A New Year gift to the world from India with the Indian Space Research Organisation (ISRO) successfully launched XPOSat (X-ray Polarimeter Satellite) on the first day of the year to help the scientific community globally look at the fundamental phenomena associated with the galaxy and the black holes. India becomes the second country after the US to join Imaging X-ray Polarimetry Explorer, with NASA launching one such satellite in December 2021.

ISRO continued the successful run from where it left the previous year,, creating history with the launch of Chandrayaan-3, followed by the first solar mission - Aditya-L1, and the Gaganyaan Test Vehicle D1 mission.

It was yet another textbook launch through ISRO’s workhorse Polar Satellite Launch Vehicle (PSLV) DL (Dual Launch) on its 60th flight. The scientific mission will have an observation system to help astronomers and the scientific community look at fundamental phenomena associated with the galaxies and the black holes.

After the launch, ISRO Chairman S Somnath from the control room said it was yet another successful mission of PSLV that was accomplished. It placed the primary satellite XPoSat in the desired orbit at 650 km.

Video Credit: Video Credits: TE Raja Simhan

ISRO’s PSLV-C58 Mission was launched XPoSAT into an Eastward low inclination orbit. After injection of the satellite, the PS4 sage was re-started twice to reduce the orbit into a 350 km circular orbit to maintain the 3-axis stabilised mode for Orbital Platform (OP) experiments. The PSLV Orbital Experimental Module-3 experiment was executed, meeting the objective of 10 identified payloads supplied by ISRO and IN-SPACe.

It carried two payloads - POLIX (Polarimeter Instrument in X-rays) and XSPECT (X-ray Spectroscopy and Timing). The POLIX is realised by Raman Research Institute, Bengaluru, and XSPECT is by Space Astronomy Group of UR Satellite Centre, Bengaluru, said ISRO.

First from ISRO

XPoSAT was the first dedicated satellite from ISRO to carry out research in space-based polarisation measurements of X-ray emission from celestial sources.

Mission’s objective

The mission aims to measure polarisation of X-rays in the energy band 8-30 keV emanating from about 50 potential cosmic sources through Thomson Scattering by POLIX payload.

Scientific goals

The mission’s scientific goals were to study the distribution of magnetic fields, geometric anisotropies, alignment about the line of sight, and the nature of accelerators in galactic cosmic X-ray sources by measuring the degree of polarisation and its angle. It will undertake a detailed understanding of galactic black hole binary sources and study and confirm whether the production of X-rays is either from the polar cap of a neutron star or the outer cap of the pulsar magnetosphere.

PSLV Milestone

The launch was the 60th launch using ISRO’s workhorse - the Polar Satellite Launch Vehicle, India’s third-generation launch vehicle. After its first successful launch in October 1994, the PSLV emerged as India’s reliable and versatile workhorse launch vehicle.

Besides, the vehicle successfully launched two spacecrafts “Chandrayaan-1 in 2008 and Mars Orbiter Spacecraft in 2013, that later travelled to the Moon and Mars, respectively. Chandrayaan-1 and MOM were feathers in the hat of PSLV. The long string of consecutive successes and multi-satellite launch capability has reinforced the status of PSLV as a reliable, versatile and affordable launcher in the global market.

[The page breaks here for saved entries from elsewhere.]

use std::collections::HashMap;

use serde::Serialize;

use crate::event::nested_str;
use crate::store::StoredEvent;

const UNKNOWN: &str = "Unknown";

/// One row of a tally.
#[derive(Debug, Clone, PartialEq, Eq, Serialize)]
pub struct NameValue {
    pub name: String,
    pub value: u64,
}

/// Browser and country breakdown of a window of events.
#[derive(Debug, Clone, Default, PartialEq, Eq, Serialize)]
pub struct Demographics {
    pub browsers: Vec<NameValue>,
    pub countries: Vec<NameValue>,
}

/// Tallies `device.browser` and `geo.country` across all events.
pub fn tally(events: &[StoredEvent]) -> Demographics {
    let mut browsers: HashMap<&str, u64> = HashMap::new();
    let mut countries: HashMap<&str, u64> = HashMap::new();

    for event in events {
        let browser = nested_str(&event.payload, "device", "browser")
            .filter(|b| !b.is_empty())
            .unwrap_or(UNKNOWN);
        *browsers.entry(browser).or_default() += 1;

        let country = nested_str(&event.payload, "geo", "country")
            .filter(|c| !c.is_empty())
            .unwrap_or(UNKNOWN);
        *countries.entry(country).or_default() += 1;
    }

    Demographics {
        browsers: ranked(browsers),
        countries: ranked(countries),
    }
}

/// Count descending, then name ascending.
fn ranked(counts: HashMap<&str, u64>) -> Vec<NameValue> {
    let mut rows: Vec<NameValue> = counts
        .into_iter()
        .map(|(name, value)| NameValue {
            name: name.to_string(),
            value,
        })
        .collect();
    rows.sort_by(|a, b| b.value.cmp(&a.value).then_with(|| a.name.cmp(&b.name)));
    rows
}
use criterion::{black_box, criterion_group, criterion_main, Criterion};
use serde_json::{json, Value};
use vitalscope::aggregate::{compute_vitals, demographics, series};
use vitalscope::event::{EventType, Payload};
use vitalscope::ingest::parse_user_agent;
use vitalscope::store::StoredEvent;
use vitalscope::symbolicate::SourceMap;

const BASE_MS: i64 = 1_714_557_600_000;
const BROWSERS: [&str; 4] = ["Chrome", "Firefox", "Safari", "Edge"];
const COUNTRIES: [&str; 3] = ["US", "DE", "JP"];
const VITALS: [&str; 4] = ["LCP", "CLS", "INP", "TTFB"];

fn object(value: Value) -> Payload {
    match value {
        Value::Object(map) => map,
        _ => Payload::new(),
    }
}

fn vital_payloads(n: usize) -> Vec<Payload> {
    (0..n)
        .map(|i| {
            object(json!({
                "name": VITALS[i % VITALS.len()],
                "value": (i % 5_000) as f64 * 1.3,
            }))
        })
        .collect()
}

fn window_events(n: usize) -> Vec<StoredEvent> {
    (0..n)
        .map(|i| {
            let event_type = if i % 9 == 0 {
                EventType::Error
            } else {
                EventType::Vital
            };
            StoredEvent {
                id: format!("e{i}"),
                event_type,
                timestamp: BASE_MS - (i as i64) * 30_000,
                payload: object(json!({
                    "device": {"browser": BROWSERS[i % BROWSERS.len()]},
                    "geo": {"country": COUNTRIES[i % COUNTRIES.len()]},
                })),
            }
        })
        .collect()
}

/// A map with `lines` generated lines of 40 segments each.
fn large_source_map(lines: usize) -> String {
    let line = vec!["CAAC"; 40].join(",");
    let mappings = vec![line; lines].join(";");
    format!(r#"{{"version":3,"sources":["src/app.ts"],"names":[],"mappings":"{mappings}"}}"#)
}

fn bench_aggregate(c: &mut Criterion) {
    let payloads = vital_payloads(10_000);
    c.bench_function("aggregate/compute_vitals_10k", |b| {
        b.iter(|| black_box(compute_vitals(black_box(&payloads))).len())
    });

    let events = window_events(10_000);
    c.bench_function("aggregate/hourly_buckets_10k", |b| {
        b.iter(|| black_box(series::hourly_buckets(black_box(&events))).len())
    });

    c.bench_function("aggregate/demographics_10k", |b| {
        b.iter(|| black_box(demographics::tally(black_box(&events))).browsers.len())
    });
}

fn bench_sourcemap(c: &mut Criterion) {
    let text = large_source_map(2_000);

    c.bench_function("sourcemap/parse_80k_segments", |b| {
        b.iter(|| SourceMap::parse(black_box(&text)).expect("parse"))
    });

    let map = SourceMap::parse(&text).expect("parse");
    c.bench_function("sourcemap/lookup", |b| {
        b.iter(|| black_box(map.lookup(black_box(1_234), black_box(57))))
    });
}

fn bench_user_agent(c: &mut Criterion) {
    let ua = "Mozilla/5.0 (Windows NT 10.0; Win64; x64) AppleWebKit/537.36 (KHTML, like Gecko) Chrome/120.0.0.0 Safari/537.36 Edg/120.0.2210.91";
    c.bench_function("ingest/parse_user_agent", |b| {
        b.iter(|| parse_user_agent(black_box(ua)))
    });
}

fn bench_suite(c: &mut Criterion) {
    bench_aggregate(c);
    bench_sourcemap(c);
    bench_user_agent(c);
}

criterion_group!(benches, bench_suite);
criterion_main!(benches);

Mission director M Jayakumar said XPoSat is a space observatory. However, what makes the mission more interesting is the host of new technologies getting demonstrated in the POEM 3 experiment, including fuel cells and green monopropellant thrusters. It was a women-engineered satellite for the comparison of solar irradiance and UV index.

Satellite Director Brindaban Mahto said the satellite was placed in the intended orbit flawlessly; the satellite health is normal and the solar panels were deployed and battery charging started. This is the first mission globally to have a study of polarised X-ray sources and the second mission for the polarisation of high-energy cosmic sources.

According to S Unnikrishnan Nair, Director, Vikram Sarabhai Space Centre, there are important payloads like fuel cells which will be demonstrated in the POEM phase that is the subsequent phase when PS4 is used as a platform and the fuel cell will have potential applications in future missions like the space station.

“It is yet another historic day in ISRO. We in ISRO have a New Year gift to all the Indians across the globe with the successful launch of XPoSAT satellite and nine payloads in orbit,” said Liquid Propulsion Systems Centre (LPSC), one of the major Centres of ISRO. “Out of the 60 vehicles, 58 (96.7 per cent) is the success rate of PSLV. This is a great achievement,” he said.

“From Saturday evening, the world was celebrating the new year with a lot of fireworks. India today celebrated the new year with the largest rocket firework ever,” said M Sankaran, Director of U R Rao Satellite Centre.